Pfizer agreed to pay UCSF $85 million over five years. Under the agreement, researchers from Pfizer and UCSF will work at UCSF labs to turn research into potential biological medicines.

The University of Manchester will receive about $16 million from GSK and AstraZeneca. The investment will establish a translational research center and recruit scientists who will look for novel treatments for inflammatory diseases, such as asthma and rheumatoid arthritis.

The pharma industry has long had relationships with individual university professors. It’s also not uncommon that university medical school faculty work with industry to test new treatments or that an academic research project attracts the interest of pharma companies. What’s new is that big pharma companies are outsourcing R&D to universities.

The seed for the pandemic flu vaccine collaboration grew out of an HIV/AIDS collaboration between Novartis and Duke, Denny said.

The Novartis vaccine manufacturing plant in Holly Springs.

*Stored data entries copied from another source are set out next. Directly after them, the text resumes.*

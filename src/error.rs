//! Error types reported by constructors that take caller-supplied bytes.

use std::fmt;

use thiserror::Error;

/// Broad category of an [`Error`].
#[derive(Copy, Clone, Eq, PartialEq, Hash, Debug)]
#[non_exhaustive]
pub enum ErrorKind {
    /// A caller-supplied value has the wrong shape, e.g. a byte sequence of the wrong length.
    InvalidArgument,
}

/// Names the fixed-width field an [`Error`] refers to.
#[derive(Copy, Clone, Eq, PartialEq, Hash, Debug)]
pub enum Field {
    /// The whole 16-byte identifier.
    Uuid,
    /// The 6-byte node identifier.
    NodeId,
    /// The 2-byte clock sequence.
    ClockId,
}

impl Field {
    /// Returns the number of bytes the field occupies.
    pub const fn width(&self) -> usize {
        match self {
            Self::Uuid => 16,
            Self::NodeId => 6,
            Self::ClockId => 2,
        }
    }
}

impl fmt::Display for Field {
    fn fmt(&self, f: &mut fmt::Formatter<'_>) -> fmt::Result {
        f.write_str(match self {
            Self::Uuid => "identifier",
            Self::NodeId => "node identifier",
            Self::ClockId => "clock identifier",
        })
    }
}

/// Error constructing an identifier from caller-supplied bytes or text.
///
/// Every variant belongs to [`ErrorKind::InvalidArgument`]. Validation runs before any generator
/// state is touched, so a failed call leaves the generator exactly as it was.
#[derive(Clone, Eq, PartialEq, Hash, Debug, Error)]
#[non_exhaustive]
pub enum Error {
    /// The supplied bytes or characters do not match the field width.
    #[error("{field} must have {} bytes, got {actual}", .field.width())]
    InvalidLength { field: Field, actual: usize },

    /// A text identifier contains a character that does not fit in a single byte.
    #[error("{field} must consist of one-byte characters, got {found:?}")]
    NonByteCharacter { field: Field, found: char },
}

impl Error {
    /// Returns the category of this error.
    pub const fn kind(&self) -> ErrorKind {
        match self {
            Self::InvalidLength { .. } | Self::NonByteCharacter { .. } => ErrorKind::InvalidArgument,
        }
    }

    /// Returns the field the error refers to.
    pub const fn field(&self) -> Field {
        match self {
            Self::InvalidLength { field, .. } | Self::NonByteCharacter { field, .. } => *field,
        }
    }
}
//! Default generator and entry point functions.

#![cfg(feature = "global_gen")]
#![cfg_attr(docsrs, doc(cfg(feature = "global_gen")))]

use std::{sync, time};

use crate::{Error, IdInput, TimeUuid};
use inner::GlobalGenInner;

/// Returns the lock handle of process-wide global generator, creating one if none exists.
fn lock_global_gen() -> sync::MutexGuard<'static, GlobalGenInner> {
    static G: sync::OnceLock<sync::Mutex<GlobalGenInner>> = sync::OnceLock::new();
    G.get_or_init(Default::default)
        .lock()
        .expect("timeuuid: could not lock global generator")
}

/// Generates a time-based UUID from the current time with a random node identifier and clock
/// sequence.
///
/// This function employs a global generator, so identifiers generated within the same
/// millisecond anywhere in the process carry distinct ticks (up to 10 000 per millisecond). On
/// Unix, this function resets the generator when the process ID changes (i.e., upon process
/// forks).
///
/// # Examples
///
/// ```rust
/// let uuid = timeuuid::now();
/// println!("{}", uuid); // e.g., "b4cc8000-a838-11ee-8102-686f73743031"
/// println!("{:?}", uuid.as_bytes()); // as 16-byte array
///
/// let uuid_string: String = timeuuid::now().to_string();
/// ```
pub fn now() -> TimeUuid {
    lock_global_gen().get_mut().now()
}

/// Generates a time-based UUID from the current time with the given node identifier and clock
/// sequence.
///
/// # Errors
///
/// Returns an [`InvalidArgument`](crate::ErrorKind::InvalidArgument) error if `node_id` is not 6
/// bytes or characters long or `clock_id` is not 2 bytes or characters long.
///
/// # Examples
///
/// ```rust
/// let uuid = timeuuid::now_with("host01".into(), "cl".into())?;
/// assert_eq!(uuid.node_id_string(), "host01");
/// # Ok::<(), timeuuid::Error>(())
/// ```
pub fn now_with(node_id: IdInput<'_>, clock_id: IdInput<'_>) -> Result<TimeUuid, Error> {
    lock_global_gen().get_mut().now_with(node_id, clock_id)
}

/// Generates a time-based UUID for an explicit Unix timestamp in milliseconds.
///
/// See [`TimeUuidGenerator::from_unix_ts_ms()`](crate::TimeUuidGenerator::from_unix_ts_ms).
///
/// # Examples
///
/// ```rust
/// let uuid = timeuuid::from_unix_ts_ms(1_704_067_200_000, Some(42));
/// assert_eq!(uuid.unix_ts_ms(), 1_704_067_200_000);
/// assert_eq!(uuid.date_precision().ticks, 42);
/// ```
pub fn from_unix_ts_ms(unix_ts_ms: i64, ticks: Option<u16>) -> TimeUuid {
    lock_global_gen().get_mut().from_unix_ts_ms(unix_ts_ms, ticks)
}

/// Generates a time-based UUID for a [`SystemTime`](time::SystemTime), truncated to
/// milliseconds.
pub fn from_system_time(t: time::SystemTime, ticks: Option<u16>) -> TimeUuid {
    lock_global_gen().get_mut().from_system_time(t, ticks)
}

/// Generates a time-based UUID from the full set of optional arguments.
///
/// See [`TimeUuidGenerator::create()`](crate::TimeUuidGenerator::create).
///
/// # Errors
///
/// Returns an [`InvalidArgument`](crate::ErrorKind::InvalidArgument) error if `node_id` is not 6
/// bytes or characters long or `clock_id` is not 2 bytes or characters long.
pub fn create(
    timestamp: Option<i64>,
    ticks: Option<u16>,
    node_id: IdInput<'_>,
    clock_id: IdInput<'_>,
) -> Result<TimeUuid, Error> {
    lock_global_gen()
        .get_mut()
        .create(timestamp, ticks, node_id, clock_id)
}

/// Returns the smallest identifier for a Unix timestamp in milliseconds.
///
/// Missing `ticks` are drawn from the global explicit-timestamp counter; pass `Some(0)` for the
/// start of the millisecond.
///
/// # Examples
///
/// ```rust
/// let lo = timeuuid::min(1_704_067_200_000, Some(0));
/// let hi = timeuuid::max(1_704_067_200_000, Some(9_999));
/// let x = timeuuid::from_unix_ts_ms(1_704_067_200_000, Some(5_000));
/// assert!(lo <= x && x <= hi);
/// ```
pub fn min(unix_ts_ms: i64, ticks: Option<u16>) -> TimeUuid {
    lock_global_gen().get_mut().min_for_unix_ts_ms(unix_ts_ms, ticks)
}

/// Returns the largest identifier for a Unix timestamp in milliseconds.
///
/// Missing `ticks` are drawn from the global explicit-timestamp counter; pass `Some(9_999)` for
/// the end of the millisecond.
pub fn max(unix_ts_ms: i64, ticks: Option<u16>) -> TimeUuid {
    lock_global_gen().get_mut().max_for_unix_ts_ms(unix_ts_ms, ticks)
}

mod inner {
    use rand::rngs::OsRng;
    use rand::SeedableRng;
    use rand_chacha::ChaCha12Rng;

    use crate::generator::{Rng, TimeUuidGenerator};

    /// The random number generator of the global generator.
    ///
    /// [`ChaCha12Rng`] seeded by [`OsRng`], reseeded whenever the global generator is reset.
    #[derive(Debug)]
    pub struct GlobalGenRng(ChaCha12Rng);

    impl Rng for GlobalGenRng {
        fn fill_bytes(&mut self, dest: &mut [u8]) {
            rand::RngCore::fill_bytes(&mut self.0, dest);
        }
    }

    /// A thin wrapper to reset the state when the process ID changes (i.e., upon Unix forks).
    #[derive(Debug)]
    pub struct GlobalGenInner {
        #[cfg(unix)]
        pid: u32,
        generator: TimeUuidGenerator<GlobalGenRng>,
    }

    impl Default for GlobalGenInner {
        fn default() -> Self {
            Self {
                #[cfg(unix)]
                pid: std::process::id(),
                generator: TimeUuidGenerator::new(GlobalGenRng(
                    ChaCha12Rng::from_rng(OsRng)
                        .expect("timeuuid: could not initialize global generator"),
                )),
            }
        }
    }

    impl GlobalGenInner {
        /// Returns a mutable reference to the inner [`TimeUuidGenerator`] instance, resetting
        /// the generator state on Unix if the process ID has changed.
        pub fn get_mut(&mut self) -> &mut TimeUuidGenerator<GlobalGenRng> {
            #[cfg(unix)]
            if self.pid != std::process::id() {
                #[cfg(feature = "tracing")]
                tracing::debug!(
                    old_pid = self.pid,
                    new_pid = std::process::id(),
                    "process forked; resetting global generator"
                );
                *self = Default::default();
            }
            &mut self.generator
        }
    }
}

#[cfg(test)]
mod tests {
    use super::{from_unix_ts_ms, max, min, now, now_with};
    use crate::{IdInput, Variant};

    const N_SAMPLES: usize = 100_000;
    thread_local!(static SAMPLES: Vec<String> = (0..N_SAMPLES).map(|_| now().into()).collect());

    /// Generates canonical string
    #[test]
    fn generates_canonical_string() {
        let pattern = r"^[0-9a-f]{8}-[0-9a-f]{4}-1[0-9a-f]{3}-[89ab][0-9a-f]{3}-[0-9a-f]{12}$";
        let re = regex::Regex::new(pattern).unwrap();
        SAMPLES.with(|samples| {
            for e in samples {
                assert!(re.is_match(e));
            }
        });
    }

    /// Generates 100k identifiers without collision
    #[test]
    fn generates_100k_identifiers_without_collision() {
        use std::collections::HashSet;
        SAMPLES.with(|samples| {
            let s: HashSet<&String> = samples.iter().collect();
            assert_eq!(s.len(), N_SAMPLES);
        });
    }

    /// Encodes up-to-date timestamp
    #[test]
    fn encodes_up_to_date_timestamp() {
        use std::time;
        for _ in 0..10_000 {
            let ts_now = time::SystemTime::now()
                .duration_since(time::UNIX_EPOCH)
                .expect("clock may have gone backwards")
                .as_millis() as i64;
            let timestamp = now().unix_ts_ms();
            assert!((ts_now - timestamp).abs() < 16);
        }
    }

    /// Sets constant bits and random bits properly
    #[test]
    fn sets_constant_bits_and_random_bits_properly() {
        // count '1' of each bit
        let bins = SAMPLES.with(|samples| {
            let mut bins = [0u32; 128];
            for e in samples {
                let mut it = bins.iter_mut().rev();
                for c in e.chars().rev() {
                    if let Some(mut num) = c.to_digit(16) {
                        for _ in 0..4 {
                            *it.next().unwrap() += num & 1;
                            num >>= 1;
                        }
                    }
                }
            }
            bins
        });

        // test if constant bits are all set to 1 or 0
        let n = N_SAMPLES as u32;
        assert_eq!(bins[48], 0, "version bit 48");
        assert_eq!(bins[49], 0, "version bit 49");
        assert_eq!(bins[50], 0, "version bit 50");
        assert_eq!(bins[51], n, "version bit 51");
        assert_eq!(bins[64], n, "variant bit 64");
        assert_eq!(bins[65], 0, "variant bit 65");

        // test if random bits are set to 1 at ~50% probability
        // set margin based on binom dist 99.999% confidence interval
        let margin = 4.417173 * (0.5 * 0.5 / N_SAMPLES as f64).sqrt();
        for i in 66..128 {
            let p = bins[i] as f64 / N_SAMPLES as f64;
            assert!((p - 0.5).abs() < margin, "random bit {i}: {p}");
        }
    }

    /// Sets correct variant and version bits
    #[test]
    fn sets_correct_variant_and_version_bits() {
        for _ in 0..1_000 {
            let e = now();
            assert_eq!(e.as_uuid().variant(), Variant::Var10);
            assert_eq!(e.as_uuid().version(), Some(1));
        }
    }

    /// Generates no duplicate IDs under multithreading
    #[test]
    fn generates_no_duplicate_ids_under_multithreading() -> Result<(), Box<dyn std::error::Error>> {
        use std::{collections::HashSet, sync::mpsc, thread};

        let (tx, rx) = mpsc::channel();
        for _ in 0..4 {
            let tx = tx.clone();
            thread::Builder::new()
                .spawn(move || {
                    for _ in 0..2_000 {
                        tx.send(now()).unwrap();
                    }
                })
                .map_err(|err| format!("failed to spawn thread: {:?}", err))?;
        }
        drop(tx);

        let mut s = HashSet::new();
        while let Ok(e) = rx.recv() {
            s.insert(e);
        }

        assert_eq!(s.len(), 4 * 2_000);
        Ok(())
    }

    /// Brackets explicit-time identifiers between boundaries
    #[test]
    fn brackets_explicit_time_identifiers_between_boundaries() {
        let ts = 1_704_067_200_000;
        let lo = min(ts, Some(0));
        let hi = max(ts, Some(9_999));
        for ticks in [0, 1, 9_998, 9_999] {
            let e = from_unix_ts_ms(ts, Some(ticks));
            assert!(lo <= e && e <= hi);
        }
        assert!(now_with(IdInput::Bytes(&[0; 7]), IdInput::Random).is_err());
    }
}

One of the Novartis HIV/AIDS researchers was a Duke alumnus who knew his alma mater was just 30 miles from the state-of-the-art flu vaccine manufacturing plant Novartis opened in 2009 in Holly Springs. (More on the Novartis plant here.)

Flu viruses can change from year to year and vaccines have to be made to match the anticipated changes in the virus. But it’s only safe for researchers to work with highly contagious, maybe even deadly, flu virus strains in a specially equipped biocontainment lab. Duke has such a lab and the ability to test pandemic flu vaccines on animals.The vaccine manufacturing plant, which Novartis build in Holly Springs precisely because of the site’s proximity to RTP and its three anchor universities, has neither.

In case a new flu virus starts spreading around the world and the Centers for Disease Control and Prevention and the World Health Organization call a pandemic emergency, the agreement gains Novartis priority access to the Duke biocontainment lab within 24 hours for a daily fee.

The agreement also allows researchers from Duke and Novartis to collaborate on longer-term projects paid for by grants from the National Institutes of Health. The rights to any technology would be jointly owned by each partner, Denny said.

“This is, what we would hope, a long-term collaboration,” he said.